Using this book as a jumping off point, Fletcher and Klepp encourage readers to recreate, tinker with and combine the step-by-step instructions to conduct their own wardrobe audits. You don’t need to read this book cover-to-cover; instead, pick and choose the methods that resonate as you flip through. My personal favorites include, “Method 25: Diary Keeping About Consumption Habits and Practices” by Anna Hedtjarn Wester and Magdalena Petersson McIntyre, and “Method 35: Questioning the Role of Consumption in Contemporary Life by Undertaking to Wear Only the Clothes in a Wardrobe for a Lifetime” by Jonnet Middleton. Since these methods speculate new relationships with our clothing, a new vocabulary is needed to classify them. The book’s “Glossary of New Terms for Wardrobe Research” begins to solve this problem, suggesting terminology like “fashion transect” and “clothing archaeology.” This glossary marks a practical step forward for sustainable practice as the fashion industry wrestles with an ongoing identity crisis about what kind of fashion world it wants to be accountable for.

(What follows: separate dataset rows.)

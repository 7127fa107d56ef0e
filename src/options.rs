use std::path::PathBuf;

/// Program invoked for every encode.
pub const FFMPEG_PROGRAM: &str = "ffmpeg";

/// Release-rule defaults applied when the user gives no override.
#[derive(Debug, Clone, Copy, PartialEq, Eq)]
pub struct EncodingDefaults {
    /// `<width>:<height>`; -1 keeps the aspect ratio.
    pub scale: Option<&'static str>,
    /// x264 8-bit is mandatory.
    pub video_encoder: Option<&'static str>,
    /// Allowed range is 18-23.
    pub crf: Option<&'static str>,
    /// Nothing faster than slow.
    pub preset: Option<&'static str>,
    pub level: Option<&'static str>,
    /// Sharp resizers only.
    pub resizer: Option<&'static str>,
    /// film, grain or animation.
    pub tune: Option<&'static str>,
    pub audio_encoder: Option<&'static str>,
    /// 1 (lowest) to 5 (highest).
    pub vbr: Option<&'static str>,
    pub cbr: Option<&'static str>,
    /// 0 = every input stream.
    pub map: Option<&'static str>,
    pub time_start: Option<&'static str>,
    pub time_duration: Option<&'static str>,
}

pub const DEFAULTS: EncodingDefaults = EncodingDefaults {
    scale: Some("-1:-1"),
    video_encoder: Some("libx264"),
    crf: Some("19"),
    preset: Some("slow"),
    level: Some("4.1"),
    resizer: Some("lanczos"),
    tune: Some("film"),
    audio_encoder: Some("aac"),
    vbr: Some("5"),
    cbr: None,
    map: Some("0"),
    time_start: None,
    time_duration: None,
};

/// Everything needed to build one ffmpeg invocation.
///
/// `None` on an optional field means the matching flag is left off the command
/// line entirely. Paths stay OS strings so they reach ffmpeg byte for byte.
#[derive(Debug, Clone, PartialEq, Eq)]
pub struct EncodingConfig {
    pub input: PathBuf,
    pub output: PathBuf,
    pub scale: Option<String>,
    pub video_encoder: Option<String>,
    pub crf: Option<String>,
    pub preset: Option<String>,
    pub level: Option<String>,
    pub resizer: Option<String>,
    pub tune: Option<String>,
    pub audio_encoder: Option<String>,
    pub vbr: Option<String>,
    pub cbr: Option<String>,
    pub map: Option<String>,
    pub time_start: Option<String>,
    pub time_duration: Option<String>,
}

impl EncodingConfig {
    /// Config for `input` -> `output` with every default from [`DEFAULTS`].
    pub fn new(input: impl Into<PathBuf>, output: impl Into<PathBuf>) -> Self {
        let d = DEFAULTS;
        let own = |v: Option<&'static str>| v.map(str::to_string);
        EncodingConfig {
            input: input.into(),
            output: output.into(),
            scale: own(d.scale),
            video_encoder: own(d.video_encoder),
            crf: own(d.crf),
            preset: own(d.preset),
            level: own(d.level),
            resizer: own(d.resizer),
            tune: own(d.tune),
            audio_encoder: own(d.audio_encoder),
            vbr: own(d.vbr),
            cbr: own(d.cbr),
            map: own(d.map),
            time_start: own(d.time_start),
            time_duration: own(d.time_duration),
        }
    }

    /// Config for `input` -> `output` with every optional field unset.
    pub fn bare(input: impl Into<PathBuf>, output: impl Into<PathBuf>) -> Self {
        EncodingConfig {
            input: input.into(),
            output: output.into(),
            scale: None,
            video_encoder: None,
            crf: None,
            preset: None,
            level: None,
            resizer: None,
            tune: None,
            audio_encoder: None,
            vbr: None,
            cbr: None,
            map: None,
            time_start: None,
            time_duration: None,
        }
    }
}

/// Treats an empty override as "unset", which is how a default gets switched off.
pub fn non_empty(value: Option<String>) -> Option<String> {
    value.filter(|v| !v.is_empty())
}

As you can imagine, Opening Up the Wardrobe is not the kind of book you’ll find on the shelves at your local bookstore. It is for those who rummage around the forgotten corners of Amazon on the lookout for independent, alternative publications on fashion, culture, and sustainability. The audiences best placed to understand and learn from this publication are academics, writers, fashion students, industry influencers ,and educators. It is for those who are already wary of fashion’s problematic relationship with sustainability, who have mastered – and are now bored with – basic repair and reuse guides, and are eager to challenge themselves.
In other words, Opening Up the Wardrobe doesn’t necessarily attempt to burst the academic bubble that often shrouds alternative, cerebral thinking on sustainable fashion in everyday life. Ironically, the book aims to empower change at the garment’s use phase by addressing “readers from all backgrounds” while simultaneously excluding them from doing so. It takes more than access to step-by-step instructions to help build one’s confidence and interest in experimenting with one’s wardrobe against the dictatorship of the mainstream fashion industry. Since the book’s nuanced and technical insights rely on the reader’s awareness of basic sustainability concepts to be fully appreciated, its relevance to a general readership of mass market consumers who, arguably, most need to adjust their use-phase habits, remains unclear. Occasionally the diagrams, charts, and graphs used to illustrate each method are also vague as information such as exact measurements and duration times appear to be missing. A certain level of confidence is assumed in the reader to comfortably overlook these discrepancies and take charge of how the collection’s contents serves their interests. As someone who regularly reads non-fiction about fashion and sustainability, I also found that the way this book presents its findings, although comprehendable, is a little dispassionate and at times, indulgent. It reads like a science textbook; its repetitive report-like formatting and lack of attention-grabbing visuals simply feels a little dull for a subject as creative as fashion and dress in everyday life. Unfortunately, I can imagine that Opening Up the Wardrobe might give off a sense of exclusivity to potential readers who are willing and able to live more sustainably, but find themselves jaded an industry overwhelmed with greenwashed platitudes, technical research findings and abstract concepts.
The practical tools, new habits and advice that Opening Up the Wardrobe provides are long overdue for fashion-industry insiders. Using this resource, we can make a start at edging beyond the wisdom of make-do-and-mend to test the boundaries of what else our wardrobes might and could be.